# Letting a lesson kid trail ride??



## Saddlebag (Jan 17, 2011)

Why not ride another horse and pony Lacey? It gives the horses a mental break from the arena. If you are on another horse the gal can experience different things the trail offers, logs, hills. She'd probably be thrilled with at least a half hour ride. There is much to teach while on a trail ride. Use a rope that's at least 10' long attached to a rope halter under the bridle. This will give you a lot of control if needed. Plus you won't be dealing with a horse that might not want to leave home. My kids loved trail lessons.


----------



## Wallaby (Jul 13, 2008)

I probably should have mentioned something about that- I have no access to any other horses. Lacey's a lone horse at "her" house. There are two horses that share a fence line with her but I've seen/talked to their owners all of twice in the last 2 years. 

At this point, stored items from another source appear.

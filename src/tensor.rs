//! Tensor descriptors and the arena of named buffer slots.
//!
//! The arena only describes buffers; the device memory behind each slot is owned by the
//! compute backend, keyed by the slot's [`BufferId`].

use std::fmt;

/// Size in bytes of one element. Every tensor in the engine is single-precision.
pub const ELEMENT_SIZE: usize = std::mem::size_of::<f32>();

/// The part a buffer plays in the network.
#[derive(Debug, Clone, Copy, PartialEq, Eq, Hash)]
pub enum TensorRole {
    /// Host-written network input.
    Input,
    /// Constant weight matrix, row-major.
    Weight,
    /// Constant bias vector.
    Bias,
    /// Reusable intermediate storage, overwritten on every layer.
    Scratch,
    /// Network output, read back by the host.
    Output,
}

impl TensorRole {
    /// Scratch slots are sized for the widest layer and may be bound for fewer elements.
    pub fn is_reusable(self) -> bool {
        matches!(self, TensorRole::Scratch)
    }

    pub fn is_constant(self) -> bool {
        matches!(self, TensorRole::Weight | TensorRole::Bias)
    }
}

impl fmt::Display for TensorRole {
    fn fmt(&self, f: &mut fmt::Formatter<'_>) -> fmt::Result {
        let name = match self {
            TensorRole::Input => "input",
            TensorRole::Weight => "weight",
            TensorRole::Bias => "bias",
            TensorRole::Scratch => "scratch",
            TensorRole::Output => "output",
        };
        f.write_str(name)
    }
}

/// Shape and access mode of a device-resident buffer. Immutable once created.
#[derive(Debug, Clone, PartialEq, Eq)]
pub struct TensorDescriptor {
    label: String,
    element_count: usize,
    role: TensorRole,
    byte_size: usize,
}

impl TensorDescriptor {
    pub fn new(label: impl Into<String>, element_count: usize, role: TensorRole) -> Self {
        Self {
            label: label.into(),
            element_count,
            role,
            byte_size: element_count * ELEMENT_SIZE,
        }
    }

    pub fn label(&self) -> &str {
        &self.label
    }

    pub fn element_count(&self) -> usize {
        self.element_count
    }

    pub fn role(&self) -> TensorRole {
        self.role
    }

    pub fn byte_size(&self) -> usize {
        self.byte_size
    }

    /// Returns true when a kernel may bind this buffer for `required` elements.
    ///
    /// Fixed-role buffers must match exactly; scratch slots must be at least as large.
    pub fn admits(&self, required: usize) -> bool {
        if self.role.is_reusable() {
            required <= self.element_count
        } else {
            required == self.element_count
        }
    }
}

/// Index of a slot in a [`TensorArena`].
#[derive(Debug, Clone, Copy, PartialEq, Eq, Hash, PartialOrd, Ord)]
pub struct BufferId(usize);

impl BufferId {
    pub fn new(index: usize) -> Self {
        Self(index)
    }

    pub fn index(self) -> usize {
        self.0
    }
}

impl fmt::Display for BufferId {
    fn fmt(&self, f: &mut fmt::Formatter<'_>) -> fmt::Result {
        write!(f, "#{}", self.0)
    }
}

/// Ordered set of named tensor slots.
#[derive(Debug, Clone, Default)]
pub struct TensorArena {
    slots: Vec<TensorDescriptor>,
}

impl TensorArena {
    pub fn new() -> Self {
        Self { slots: Vec::new() }
    }

    /// Declares a new slot and returns its id.
    pub fn declare(&mut self, descriptor: TensorDescriptor) -> BufferId {
        let id = BufferId(self.slots.len());
        self.slots.push(descriptor);
        id
    }

    pub fn descriptor(&self, id: BufferId) -> Option<&TensorDescriptor> {
        self.slots.get(id.0)
    }

    /// Looks a slot up by label.
    pub fn find(&self, label: &str) -> Option<BufferId> {
        self.slots
            .iter()
            .position(|slot| slot.label == label)
            .map(BufferId)
    }

    pub fn iter(&self) -> impl Iterator<Item = (BufferId, &TensorDescriptor)> {
        self.slots
            .iter()
            .enumerate()
            .map(|(index, slot)| (BufferId(index), slot))
    }

    pub fn len(&self) -> usize {
        self.slots.len()
    }

    pub fn is_empty(&self) -> bool {
        self.slots.is_empty()
    }

    /// Total bytes declared across all slots.
    pub fn footprint_bytes(&self) -> usize {
        self.slots.iter().map(TensorDescriptor::byte_size).sum()
    }
}
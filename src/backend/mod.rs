//! Compute backend handles.
//!
//! A backend owns one compute device, one in-order command queue, the compiled kernel
//! program and every device buffer allocated through it. Two implementations exist:
//!
//! - [`WgpuBackend`]: a GPU reached through `wgpu`, running the WGSL kernels.
//! - [`HostBackend`]: a host reference device that executes the same kernel contracts
//!   on the CPU, one work-item at a time.
//!
//! # Ordering
//!
//! Launches execute in submission order. `submit` additionally takes the handles the
//! launch depends on; a backend must reject handles it has never issued, and must not
//! start the launch before its dependencies complete.

pub mod host;
pub mod wgpu_backend;

pub use host::HostBackend;
pub use wgpu_backend::WgpuBackend;

use std::fmt;

use crate::errors::BackendResult;
use crate::kernels::{KernelId, KernelLaunch};
use crate::tensor::{BufferId, TensorDescriptor};

/// Resolved timings are kept for this many of the most recent launches.
pub const TIMING_HISTORY: u64 = 4096;

/// Human-readable identification of the selected device.
#[derive(Debug, Clone, PartialEq, Eq)]
pub struct DeviceInfo {
    /// Platform or driver backend (e.g. `Vulkan`, `Metal`, `Host`).
    pub platform: String,
    /// Device name as reported by the platform.
    pub device: String,
    /// Where launch timestamps come from.
    pub clock: TimingClock,
}

impl fmt::Display for DeviceInfo {
    fn fmt(&self, f: &mut fmt::Formatter<'_>) -> fmt::Result {
        writeln!(f, "Platform Name: {}", self.platform)?;
        write!(f, "Device Name: {}", self.device)
    }
}

/// Origin of the timestamps attached to completion handles.
#[derive(Debug, Clone, Copy, PartialEq, Eq)]
pub enum TimingClock {
    /// Timestamps written by the device around each dispatch.
    Device,
    /// Host clock readings at submission and at completion notification.
    Host,
}

/// Opaque token for the asynchronous completion of one kernel launch.
#[derive(Debug, Clone, Copy, PartialEq, Eq, Hash)]
pub struct CompletionHandle {
    id: u64,
    kernel: KernelId,
}

impl CompletionHandle {
    pub fn new(id: u64, kernel: KernelId) -> Self {
        Self { id, kernel }
    }

    pub fn id(&self) -> u64 {
        self.id
    }

    pub fn kernel(&self) -> KernelId {
        self.kernel
    }
}

/// Start and end of a resolved launch, in nanoseconds on the backend's clock.
#[derive(Debug, Clone, Copy, PartialEq, Eq, Default)]
pub struct EventTiming {
    pub start_ns: u64,
    pub end_ns: u64,
}

impl EventTiming {
    pub fn elapsed_ns(&self) -> u64 {
        self.end_ns.saturating_sub(self.start_ns)
    }
}

/// Resolves completion handles and exposes their timestamps.
///
/// Split from [`ComputeBackend`] so timing aggregation can run against synthetic events.
pub trait CompletionSource {
    /// Blocks until every listed launch has completed.
    fn wait_all(&mut self, handles: &[CompletionHandle]) -> BackendResult<()>;

    /// Timestamps of a launch. Only valid after a `wait_all` that covered the handle.
    fn timing(&self, handle: &CompletionHandle) -> BackendResult<EventTiming>;
}

/// A connection to one compute device.
pub trait ComputeBackend: CompletionSource {
    fn device_info(&self) -> &DeviceInfo;

    /// Allocates device memory for an arena slot, optionally initialised with `contents`.
    fn allocate(
        &mut self,
        id: BufferId,
        descriptor: &TensorDescriptor,
        contents: Option<&[f32]>,
    ) -> BackendResult<()>;

    /// Overwrites a whole buffer. Ordered before any launch submitted afterwards.
    fn write(&mut self, id: BufferId, data: &[f32]) -> BackendResult<()>;

    /// Enqueues a launch without waiting for it and returns its completion handle.
    fn submit(
        &mut self,
        launch: &KernelLaunch,
        dependencies: &[CompletionHandle],
    ) -> BackendResult<CompletionHandle>;

    /// Copies a buffer back to the host, waiting for all submitted work first.
    fn read(&mut self, id: BufferId) -> BackendResult<Vec<f32>>;
}
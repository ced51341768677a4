//! Host vs GPU inference benchmark
//!
//! Runs the same synthetic network on every available backend, checks each result against
//! the host reference forward pass and reports wall-clock and device time per inference.
//!
//! Run with: cargo run --release --bin backend_benchmark

use std::time::Instant;

use clap::Parser;
use log::{error, info, warn};
use sinenet_inference::errors::BackendError;
use sinenet_inference::network::{LayerDefinition, TOPOLOGY};
use sinenet_inference::{
    ComputeBackend, HostBackend, InferencePipeline, KernelCatalog, NetworkDefinition,
    PipelineConfig, WgpuBackend,
};

const TOLERANCE: f32 = 1e-4;

#[derive(Parser, Debug)]
#[command(name = "backend_benchmark")]
struct Args {
    /// Inferences per backend
    #[arg(long, default_value_t = 1_000)]
    iterations: usize,

    /// Seed for the synthetic weights
    #[arg(long, default_value_t = 42)]
    seed: u64,
}

/// Deterministic parameters in [-1, 1) from a linear congruential generator.
fn synthetic_network(seed: u64) -> NetworkDefinition {
    let mut state = seed;
    let mut next = move || {
        state = state
            .wrapping_mul(6_364_136_223_846_793_005)
            .wrapping_add(1_442_695_040_888_963_407);
        ((state >> 40) as f32 / (1u64 << 24) as f32) * 2.0 - 1.0
    };

    let layers = TOPOLOGY
        .iter()
        .map(|&(input_width, output_width)| {
            let weights = (0..input_width * output_width).map(|_| next()).collect();
            let bias = (0..output_width).map(|_| next() * 0.1).collect();
            LayerDefinition::new(input_width, output_width, weights, bias)
        })
        .collect();

    NetworkDefinition { layers }
}

struct BenchmarkResult {
    backend: String,
    wall_ms: f64,
    device_ms: f64,
    max_error: f32,
}

fn run_benchmark<B: ComputeBackend>(
    backend: B,
    network: &NetworkDefinition,
    iterations: usize,
) -> Result<BenchmarkResult, Box<dyn std::error::Error>> {
    let mut pipeline = InferencePipeline::new(backend, network)?;
    let name = pipeline.device_info().device.clone();
    info!("Benchmarking {} ({} iterations)", name, iterations);

    // Warmup
    for _ in 0..10 {
        pipeline.infer(0.0)?;
    }

    let mut device_ns = 0u64;
    let mut max_error = 0.0f32;
    let start = Instant::now();
    for i in 0..iterations {
        let x = (i as f32 / iterations as f32) * std::f32::consts::TAU - std::f32::consts::PI;
        let (output, report) = pipeline.infer_profiled(x)?;
        device_ns += report.total_ns;
        let expected = network.reference_forward(x);
        max_error = max_error.max((output - expected).abs() / expected.abs().max(1.0));
    }
    let elapsed = start.elapsed();

    let runs = iterations.max(1) as f64;
    Ok(BenchmarkResult {
        backend: name,
        wall_ms: elapsed.as_secs_f64() * 1000.0 / runs,
        device_ms: device_ns as f64 / 1_000_000.0 / runs,
        max_error,
    })
}

fn main() {
    env_logger::init();
    let args = Args::parse();

    println!("\n=== Backend Inference Benchmark ===\n");
    println!("Network: 1 -> 16 (relu) -> 16 (relu) -> 1");
    println!("Iterations per backend: {}\n", args.iterations);

    let network = synthetic_network(args.seed);
    let catalog = KernelCatalog::bundled();
    let mut results = Vec::new();

    match HostBackend::initialize(&catalog) {
        Ok(backend) => match run_benchmark(backend, &network, args.iterations) {
            Ok(result) => results.push(result),
            Err(e) => error!("Host benchmark failed: {}", e),
        },
        Err(e) => error!("Failed to initialize host device: {}", e),
    }

    match WgpuBackend::initialize(&catalog, &PipelineConfig::default()) {
        Ok(backend) => match run_benchmark(backend, &network, args.iterations) {
            Ok(result) => results.push(result),
            Err(e) => error!("GPU benchmark failed: {}", e),
        },
        Err(BackendError::DeviceUnavailable { message }) => {
            warn!("Skipping GPU benchmark: {}", message);
        }
        Err(e) => error!("Failed to initialize GPU device: {}", e),
    }

    println!(
        "{:<32} {:>14} {:>14} {:>12}",
        "Backend", "Wall (ms/inf)", "Device (ms)", "Max error"
    );
    println!("{}", "-".repeat(75));
    let mut failed = results.is_empty();
    for result in &results {
        let status = if result.max_error <= TOLERANCE { "" } else { "  MISMATCH" };
        failed |= result.max_error > TOLERANCE;
        println!(
            "{:<32} {:>14.4} {:>14.4} {:>12.2e}{}",
            result.backend, result.wall_ms, result.device_ms, result.max_error, status
        );
    }

    if failed {
        std::process::exit(1);
    }
}
//! Configuration loading from JSON files.

use std::io::Write;

use sinenet_inference::config::{
    BackendKind, DEFAULT_PROFILING_CAPACITY, MIN_PROFILING_CAPACITY, PowerPreference,
};
use sinenet_inference::network::LAUNCHES_PER_PASS;
use sinenet_inference::errors::ConfigError;
use sinenet_inference::{HostBackend, PipelineConfig};
use tempfile::NamedTempFile;

fn write_temp(content: &str) -> NamedTempFile {
    let mut file = NamedTempFile::new().unwrap();
    file.write_all(content.as_bytes()).unwrap();
    file
}

#[test]
fn test_load_full_config() {
    let file = write_temp(
        r#"{
            "backend": "host",
            "power_preference": "low_power",
            "profiling_capacity": 128
        }"#,
    );

    let config = PipelineConfig::load(file.path()).unwrap();
    assert_eq!(config.backend, BackendKind::Host);
    assert_eq!(config.power_preference, PowerPreference::LowPower);
    assert_eq!(config.profiling_capacity, 128);
    assert_eq!(config.kernel_source, None);
}

#[test]
fn test_missing_file_falls_back_to_defaults() {
    let dir = tempfile::tempdir().unwrap();
    let config = PipelineConfig::load(&dir.path().join("absent.json")).unwrap();
    assert_eq!(config, PipelineConfig::default());
    assert_eq!(config.backend, BackendKind::Wgpu);
    assert_eq!(config.profiling_capacity, DEFAULT_PROFILING_CAPACITY);
}

#[test]
fn test_malformed_file_is_a_parse_error() {
    let file = write_temp(r#"{"backend": "tpu"}"#);
    assert!(matches!(
        PipelineConfig::load(file.path()),
        Err(ConfigError::Parse { .. })
    ));
}

#[test]
fn test_zero_capacity_fails_validation() {
    let file = write_temp(r#"{"profiling_capacity": 0}"#);
    assert!(matches!(
        PipelineConfig::load(file.path()),
        Err(ConfigError::Validation { ref field, .. }) if field == "profiling_capacity"
    ));
}

#[test]
fn test_capacity_must_hold_a_whole_pass() {
    assert_eq!(MIN_PROFILING_CAPACITY, LAUNCHES_PER_PASS);

    let file = write_temp(r#"{"profiling_capacity": 4}"#);
    assert!(matches!(
        PipelineConfig::load(file.path()),
        Err(ConfigError::Validation { ref field, .. }) if field == "profiling_capacity"
    ));

    let file = write_temp(&format!(r#"{{"profiling_capacity": {LAUNCHES_PER_PASS}}}"#));
    let config = PipelineConfig::load(file.path()).unwrap();
    assert_eq!(config.profiling_capacity, 8);
}

#[test]
fn test_unreadable_config_is_an_io_error() {
    let dir = tempfile::tempdir().unwrap();
    assert!(matches!(
        PipelineConfig::load(dir.path()),
        Err(ConfigError::Io { .. })
    ));
}

#[test]
fn test_kernel_source_override_is_read() {
    let kernels = write_temp(sinenet_inference::kernels::DENSE_KERNEL_SOURCE);
    let config = PipelineConfig {
        kernel_source: Some(kernels.path().to_path_buf()),
        ..PipelineConfig::default()
    };

    let catalog = config.kernel_catalog().unwrap();
    assert_eq!(
        catalog.source(),
        sinenet_inference::kernels::DENSE_KERNEL_SOURCE
    );
    assert!(HostBackend::initialize(&catalog).is_ok());
    let file_name = kernels
        .path()
        .file_name()
        .unwrap()
        .to_string_lossy()
        .into_owned();
    assert!(config.kernel_source_name().ends_with(file_name.as_str()));
}

#[test]
fn test_empty_kernel_source_is_rejected() {
    let kernels = write_temp("   \n");
    let config = PipelineConfig {
        kernel_source: Some(kernels.path().to_path_buf()),
        ..PipelineConfig::default()
    };
    assert!(matches!(
        config.kernel_catalog(),
        Err(ConfigError::Validation { .. })
    ));
}

#[test]
fn test_unreadable_kernel_source() {
    let dir = tempfile::tempdir().unwrap();
    let config = PipelineConfig {
        kernel_source: Some(dir.path().join("missing.wgsl")),
        ..PipelineConfig::default()
    };
    assert!(matches!(
        config.kernel_catalog(),
        Err(ConfigError::Io { .. })
    ));
}

#[test]
fn test_config_round_trips_through_json() {
    let config = PipelineConfig {
        backend: BackendKind::Host,
        profiling_capacity: 16,
        ..PipelineConfig::default()
    };
    let json = serde_json::to_string(&config).unwrap();
    assert!(!json.contains("kernel_source"));
    let parsed: PipelineConfig = serde_json::from_str(&json).unwrap();
    assert_eq!(parsed, config);
}
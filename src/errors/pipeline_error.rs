//! Errors raised by the layer executor and the inference pipeline.

use thiserror::Error;

use super::{BackendError, NetworkError};
use crate::kernels::KernelId;

/// Errors for a single inference call or for pipeline construction.
///
/// Every error raised after setup carries the layer index (1-based) and the stage that
/// failed, so the offending launch can be identified from the message alone.
#[derive(Error, Debug)]
pub enum PipelineError {
    #[error(transparent)]
    Backend(#[from] BackendError),

    #[error(transparent)]
    Network(#[from] NetworkError),

    #[error("Layer {layer} {stage}: {source}")]
    Stage {
        layer: usize,
        stage: KernelId,
        #[source]
        source: BackendError,
    },

    #[error(
        "Layer {layer} {stage}: buffer '{buffer}' is bound for {expected} elements but is declared with {actual}"
    )]
    ShapeMismatch {
        layer: usize,
        stage: KernelId,
        buffer: String,
        expected: usize,
        actual: usize,
    },

    #[error("Layer {layer} {stage}: output buffer '{buffer}' aliases one of its operands")]
    AliasedOperands {
        layer: usize,
        stage: KernelId,
        buffer: String,
    },

    #[error("Layer {layer} was bound to a buffer with an unknown slot id {id}")]
    UnknownSlot { layer: usize, id: usize },
}

pub type PipelineResult<T> = std::result::Result<T, PipelineError>;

If I had access to another horse, we'd be going on trail rides all the time and it'd be super great. But...no other horse.


----------



## amp23 (Jan 6, 2011)

I do trail rides as my job and we often end up walking to keep an eye on kids or beginner adults that are nervous. It really seems to help to be on foot just in case. I also like the idea of ponying if you have a horse that wouldn't kick at Lacey. I think that either way the girl would enjoy it and it would be good for the horses.


----------



## equiniphile (Aug 16, 2009)

I think it's a great idea. If you don't think she'd be embarrassed by it, you could clip a lead shank and halter under the bridle until she feels comfortable on trail.


----------



## Endiku (Dec 6, 2010)

I also think it's a great idea! The change of pace will be great for both of them, and you should have no problem if you're just walking and the girl is as advanced as she sounds. 

If you're nervous though, you could always clip a lungeline to the mare's bridle (or better, halter- if you leave yours on). That way she's completely in control but you have some 'insurance' while being able to meander around behind, in front of, or beside Lacy. Thats what I always do with first time trail riders, and it works fantastically.


----------



## Skyseternalangel (Jul 23, 2011)

I think it would be a wonderful idea!


----------



## Wallaby (Jul 13, 2008)

I'm glad you all seem to think it's a good idea! I think she'll really enjoy herself. she wanted to try it last summer before Lacey and I went to camp but she just wasn't ready then. 
Now, she definitely is and I'm excited to surprise her with it when she says to me "so...what are we doing today?" and I get to say "Going on a trail ride!!!".

*so excited*

Thanks for the helpful ideas and opinions!


----------